AI-Drafted Lawsuits Reshape the Legal Career Ladder
The share of federal court documents containing AI-generated text jumped from 1 percent in 2023 to 18 percent in 2026, according to a study of 4.5 million federal civil cases reported June 4 by MIT Technology Review. The research, conducted by Anand Shah of MIT and Joshua Levy of USC, also found that self-represented filings climbed from 11 percent of cases in 2022 to 16.8 percent in 2025.
The surge is concentrated, not gradual. In Vermont, pro se filings rose from roughly 45 a year before 2022 to 1,100 in 2024. The researchers identified AI-drafted passages using Pangram, a text-detection tool built to flag content produced by models like ChatGPT and Gemini.
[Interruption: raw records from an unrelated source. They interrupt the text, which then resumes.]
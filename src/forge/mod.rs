//! Key and certificate synthesis.
//!
//! Handlers only talk to the [`Forge`] trait. [`SoftwareForge`] is the bundled
//! implementation; deployments with a real keybox plug in their own.

use std::fmt;
use thiserror::Error;
use zeroize::{Zeroize, ZeroizeOnDrop};

use crate::device::DeviceProfile;
use crate::envelope::Identity;
use crate::keystore::KeyGenParameters;

mod der;
pub mod seed;
mod software;

pub use software::SoftwareForge;

#[derive(Debug, Error)]
pub enum ForgeError {
    #[error("no issuing key loaded")]
    NotReady,
    #[error("unsupported key request: {0}")]
    Unsupported(String),
    #[error("certificate chain is empty")]
    EmptyChain,
    #[error("forging failed: {0}")]
    Failed(String),
}

/// Forged key material. The private half is wiped on drop and never printed.
#[derive(Clone, Zeroize, ZeroizeOnDrop)]
pub struct KeyPair {
    pub algorithm: i32,
    pub public_key: Vec<u8>,
    secret: Vec<u8>,
}

impl KeyPair {
    pub fn new(algorithm: i32, public_key: Vec<u8>, secret: Vec<u8>) -> Self {
        Self {
            algorithm,
            public_key,
            secret,
        }
    }

    pub fn secret(&self) -> &[u8] {
        &self.secret
    }
}

impl fmt::Debug for KeyPair {
    fn fmt(&self, f: &mut fmt::Formatter<'_>) -> fmt::Result {
        f.debug_struct("KeyPair")
            .field("algorithm", &self.algorithm)
            .field("public_key", &hex::encode(&self.public_key))
            .field("secret", &"<redacted>")
            .finish()
    }
}

#[derive(Clone, Debug)]
pub struct GeneratedKey {
    pub key_pair: KeyPair,
    /// Leaf first.
    pub chain: Vec<Vec<u8>>,
}

#[derive(Clone, Debug)]
pub struct ProvisioningKey {
    pub key_pair: KeyPair,
    pub maced_public_key: Vec<u8>,
}

pub trait Forge: Send + Sync {
    /// False until issuing material is available; handlers pass everything
    /// through while not ready.
    fn is_ready(&self) -> bool;

    fn generate_key(
        &self,
        identity: &Identity,
        params: &KeyGenParameters,
        device: &DeviceProfile,
    ) -> Result<GeneratedKey, ForgeError>;

    /// Returns a replacement chain for a real key. The leaf must keep
    /// describing the caller's real key.
    fn substitute_cert_chain(
        &self,
        real_chain: &[Vec<u8>],
        identity: &Identity,
        device: &DeviceProfile,
    ) -> Result<Vec<Vec<u8>>, ForgeError>;

    fn generate_provisioning_key(&self) -> Result<ProvisioningKey, ForgeError>;

    fn device_info(&self, device: &DeviceProfile) -> Result<Vec<u8>, ForgeError>;

    fn build_provisioning_response(
        &self,
        public_keys: &[Vec<u8>],
        challenge: &[u8],
        device_info: &[u8],
    ) -> Result<Vec<u8>, ForgeError>;
}
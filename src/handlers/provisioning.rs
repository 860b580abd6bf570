use std::sync::atomic::{AtomicU64, Ordering};
use std::sync::Arc;

use super::HandlerError;
use crate::cache::BoundedCache;
use crate::device::DeviceProfile;
use crate::envelope::{Decision, InterceptedCall, Phase};
use crate::forge::{Forge, KeyPair};
use crate::keystore::opcode;
use crate::keystore::rkp::{
    DeviceInfo, MacedPublicKey, ProtectedData, RpcHardwareInfo, CURVE_25519,
    HARDWARE_INFO_VERSION, MAX_KEYS_IN_CSR, RKP_DESCRIPTOR,
};
use crate::parcel::{ParcelReader, ParcelWriter};
use crate::policy::PolicyEngine;

pub const HANDLE_LEN: usize = 32;
const RPC_AUTHOR: &str = "Google";

/// An ephemeral provisioning key and the wrapped public key handed out for it.
#[derive(Debug)]
pub struct ProvisionedKey {
    pub key_pair: KeyPair,
    pub maced_public_key: Vec<u8>,
}

/// Forges the remote key provisioning HAL while `rkp_bypass` is on.
pub struct ProvisioningHandler {
    policy: Arc<PolicyEngine>,
    forge: Arc<dyn Forge>,
    keys: BoundedCache<u64, Arc<ProvisionedKey>>,
    next_handle: AtomicU64,
}

impl ProvisioningHandler {
    pub fn new(policy: Arc<PolicyEngine>, forge: Arc<dyn Forge>, capacity: usize) -> Self {
        Self {
            policy,
            forge,
            keys: BoundedCache::new(capacity),
            next_handle: AtomicU64::new(0),
        }
    }

    /// Looks up a key by the opaque handle returned from `generateEcdsaP256KeyPair`.
    pub fn provisioned_key(&self, handle: &[u8]) -> Option<Arc<ProvisionedKey>> {
        let raw: [u8; 8] = handle.get(..8)?.try_into().ok()?;
        self.keys.get(&u64::from_be_bytes(raw))
    }

    pub fn handle(&self, call: &InterceptedCall) -> Result<Decision, HandlerError> {
        if call.phase() == Phase::Post {
            return Ok(Decision::PassThrough);
        }
        let snapshot = self.policy.snapshots().load();
        if !snapshot.policy.modes.rkp_bypass {
            return Ok(Decision::PassThrough);
        }
        let device = &snapshot.device;
        let uid = call.identity.uid;
        let reply = match call.opcode {
            opcode::RKP_GET_HARDWARE_INFO => {
                log::info!("forging RKP hardware info for uid={}", uid);
                self.hardware_info(device)
            }
            opcode::RKP_GENERATE_KEY_PAIR => self.generate_key_pair(call)?,
            opcode::RKP_GENERATE_CERTIFICATE_REQUEST => {
                self.certificate_request(call, false, device)?
            }
            opcode::RKP_GENERATE_CERTIFICATE_REQUEST_V2 => {
                self.certificate_request(call, true, device)?
            }
            _ => return Ok(Decision::PassThrough),
        };
        Ok(Decision::OverrideResponse {
            code: 0,
            payload: reply.into_bytes(),
        })
    }

    fn hardware_info(&self, device: &DeviceProfile) -> ParcelWriter {
        let info = RpcHardwareInfo {
            version_number: HARDWARE_INFO_VERSION,
            rpc_author_name: RPC_AUTHOR.to_string(),
            supported_eek_curve: CURVE_25519,
            unique_id: Some(device.device.clone()),
            supported_num_keys_in_csr: MAX_KEYS_IN_CSR,
        };
        let mut out = ParcelWriter::reply();
        out.write_parcelable(Some(&info));
        out
    }

    fn generate_key_pair(&self, call: &InterceptedCall) -> Result<ParcelWriter, HandlerError> {
        let mut input = ParcelReader::new(&call.payload);
        input.enforce_interface(RKP_DESCRIPTOR)?;
        let _test_mode = input.read_bool()?;

        let key = self.forge.generate_provisioning_key()?;
        let index = self.next_handle.fetch_add(1, Ordering::Relaxed);
        let mut handle = [0u8; HANDLE_LEN];
        handle[..8].copy_from_slice(&index.to_be_bytes());
        let maced = MacedPublicKey {
            maced_key: key.maced_public_key.clone(),
        };
        self.keys.insert(
            index,
            Arc::new(ProvisionedKey {
                key_pair: key.key_pair,
                maced_public_key: key.maced_public_key,
            }),
        );
        log::info!(
            "generated RKP key pair handle={} for uid={}",
            index,
            call.identity.uid
        );

        // Return value first, then the out parameter.
        let mut out = ParcelWriter::reply();
        out.write_byte_array(Some(&handle[..]));
        out.write_parcelable(Some(&maced));
        Ok(out)
    }

    fn certificate_request(
        &self,
        call: &InterceptedCall,
        v2: bool,
        device: &DeviceProfile,
    ) -> Result<ParcelWriter, HandlerError> {
        let mut input = ParcelReader::new(&call.payload);
        input.enforce_interface(RKP_DESCRIPTOR)?;
        let (keys, challenge) = if v2 {
            let keys = input.read_typed_array::<MacedPublicKey>()?;
            (keys, input.read_byte_array()?)
        } else {
            let _test_mode = input.read_bool()?;
            let keys = input.read_typed_array::<MacedPublicKey>()?;
            let _endpoint_chain = input.read_byte_array()?;
            (keys, input.read_byte_array()?)
        };
        let public_keys: Vec<Vec<u8>> = keys
            .unwrap_or_default()
            .into_iter()
            .map(|k| k.maced_key)
            .collect();

        let device_info = self.forge.device_info(device)?;
        let response = self.forge.build_provisioning_response(
            &public_keys,
            challenge.as_deref().unwrap_or_default(),
            &device_info,
        )?;
        log::info!(
            "forged RKP certificate request ({} keys, v2={}) for uid={}",
            public_keys.len(),
            v2,
            call.identity.uid
        );

        let mut out = ParcelWriter::reply();
        out.write_byte_array(Some(response.as_slice()));
        if !v2 {
            out.write_parcelable(Some(&DeviceInfo::default()));
            out.write_parcelable(Some(&ProtectedData::default()));
        }
        Ok(out)
    }
}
Judges describe a mixed picture. Maritza Braswell, a federal magistrate judge in Colorado, told MIT Technology Review she can "generally understand what they're arguing better with AI assistance," even as filings still "contain hallucinations and errors." Despite cleaner pleadings, win rates for self-represented litigants have not improved, and fabricated case citations remain a persistent problem.
The courts themselves are unsettled on the rules. Judges and legislatures are split on whether conversations with a chatbot qualify for attorney-client privilege or work-product protection, and on whether an AI tool that drafts a legal filing is engaged in the unlicensed practice of law. Nippon Life Insurance Co. sued OpenAI in March on that theory; OpenAI's motion to dismiss, filed in May, is still pending. New York lawmakers introduced a bill the same month that would bar chatbots from impersonating licensed attorneys.
What this means for job seekers
This is a clear signal about where legal work is heading, and it rhymes with the broader shift toward AI in the job search. When a litigant with no lawyer can produce a coherent complaint, the routine drafting that once anchored entry-level legal work — document prep, boilerplate filings, first-pass research — loses its scarcity value. That pressure lands hardest on paralegals and junior associates whose day-to-day is exactly the kind of repeatable output a model now generates in seconds.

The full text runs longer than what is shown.